If you’re a fan of lemon desserts, you’ll love this easy recipe for homemade lemon curd. It’s perfect for filling cakes, cupcakes, and tart shells, or just spreading on toast. Plus, it’s really easy to make – you just need a few simple ingredients!
Homemade Lemon Curd
If you love all things lemon, then you’re likely already familiar with lemon curd and its intense lemon flavor. But have you ever made it yourself? Let me tell you, it’s so easy and so amazingly good!
While I certainly won’t shun store-bought lemon curd as a shortcut ingredient, I definitely prefer this homemade version.

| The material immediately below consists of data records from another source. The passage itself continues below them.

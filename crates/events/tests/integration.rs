//! Integration tests for events

#[cfg(test)]
mod tests {
    use e14z_errors::categorize_message;
    use e14z_events::*;
    use e14z_types::InstallPhase;

    #[tokio::test]
    async fn test_event_sender_emits_in_order() {
        let (tx, mut rx) = channel();

        tx.emit_error("test error");
        tx.emit_phase("weather", InstallPhase::Verifying);

        let first = rx.recv().await.unwrap();
        assert!(matches!(
            first,
            AppEvent::General(GeneralEvent::Error { .. })
        ));

        let second = rx.recv().await.unwrap();
        match second {
            AppEvent::Install(InstallEvent::PhaseChanged { slug, phase }) => {
                assert_eq!(slug, "weather");
                assert_eq!(phase, InstallPhase::Verifying);
            }
            other => panic!("unexpected event: {other:?}"),
        }
    }

    #[tokio::test]
    async fn test_dropped_receiver() {
        let (tx, rx) = channel();
        drop(rx);

        // Should not panic when receiver is dropped
        tx.emit_warning("ignored");
    }

    #[tokio::test]
    async fn test_failure_event_carries_classification() {
        let (tx, mut rx) = channel();
        let classified = categorize_message("EACCES: permission denied, mkdir");
        tx.emit_install_failed("fs-server", &classified);

        let event = rx.recv().await.unwrap();
        assert_eq!(event.log_level(), tracing::Level::ERROR);
        assert_eq!(event.event_source().as_str(), "install");
        match event {
            AppEvent::Install(InstallEvent::Failed {
                category, failure, ..
            }) => {
                assert_eq!(category.as_str(), "permission");
                assert!(failure.retryable);
                assert!(failure.hint.is_some());
            }
            other => panic!("unexpected event: {other:?}"),
        }
    }

    #[test]
    fn test_event_serialization_is_tagged() {
        let event = AppEvent::Cache(CacheEvent::Evicted {
            name: "left-pad".into(),
            version: "1.3.0".into(),
            reason: EvictionReason::Expired,
            size: 10,
        });
        let json: serde_json::Value = serde_json::from_str(&event.log_fields()).unwrap();
        assert_eq!(json["domain"], "cache");
        assert_eq!(json["event"]["type"], "Evicted");
        assert_eq!(json["event"]["reason"], "expired");
    }

    #[test]
    fn test_meta_level_mapping() {
        let event = AppEvent::Process(ProcessEvent::Terminating {
            command: "node".into(),
            signal: "SIGTERM".into(),
        });
        let meta = event.meta();
        assert_eq!(meta.level, EventLevel::Warn);
        assert_eq!(meta.tracing_level(), tracing::Level::WARN);
        assert_eq!(meta.source, EventSource::PROCESS);
        assert_eq!(meta.correlation_id.as_deref(), Some("node"));
    }

    #[test]
    fn test_related_events_share_correlation_id() {
        let phase = AppEvent::Install(InstallEvent::PhaseChanged {
            slug: "weather".into(),
            phase: InstallPhase::Installing,
        });
        let failed = AppEvent::Install(InstallEvent::Failed {
            slug: "weather".into(),
            category: categorize_message("ENOTFOUND").category(),
            failure: FailureContext::new(None::<String>, "offline", None::<String>, true),
        });
        let hit = AppEvent::Cache(CacheEvent::Hit {
            name: "@scope/pkg".into(),
            version: "1.0.0".into(),
        });

        let (a, b) = (phase.meta(), failed.meta());
        assert_eq!(a.correlation_id.as_deref(), Some("weather"));
        assert_eq!(a.correlation_id, b.correlation_id);
        assert_ne!(a.event_id, b.event_id);
        assert_eq!(hit.meta().correlation_id.as_deref(), Some("@scope/pkg@1.0.0"));
        assert_eq!(AppEvent::General(GeneralEvent::debug("x")).meta().correlation_id, None);
    }
}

If you’ve ever wanted to try making it yourself, this is a great recipe to try as it’s simple and straightforward. Your lemon-loving taste buds will thank you!
What is Lemon Curd?
Lemon curd is a sweetened lemon spread or sauce that is typically made with lemon juice, butter, sugar, and eggs. Unlike other fruit spreads, it has a custard-like texture, thanks to the butter and eggs. While lemon curd can be store-bought, it is also surprisingly easy to make at home.
This particular recipe is my favorite for making lemon curd. I like that it can be made on the stovetop with a more traditional method or in the microwave for a quicker, easier take.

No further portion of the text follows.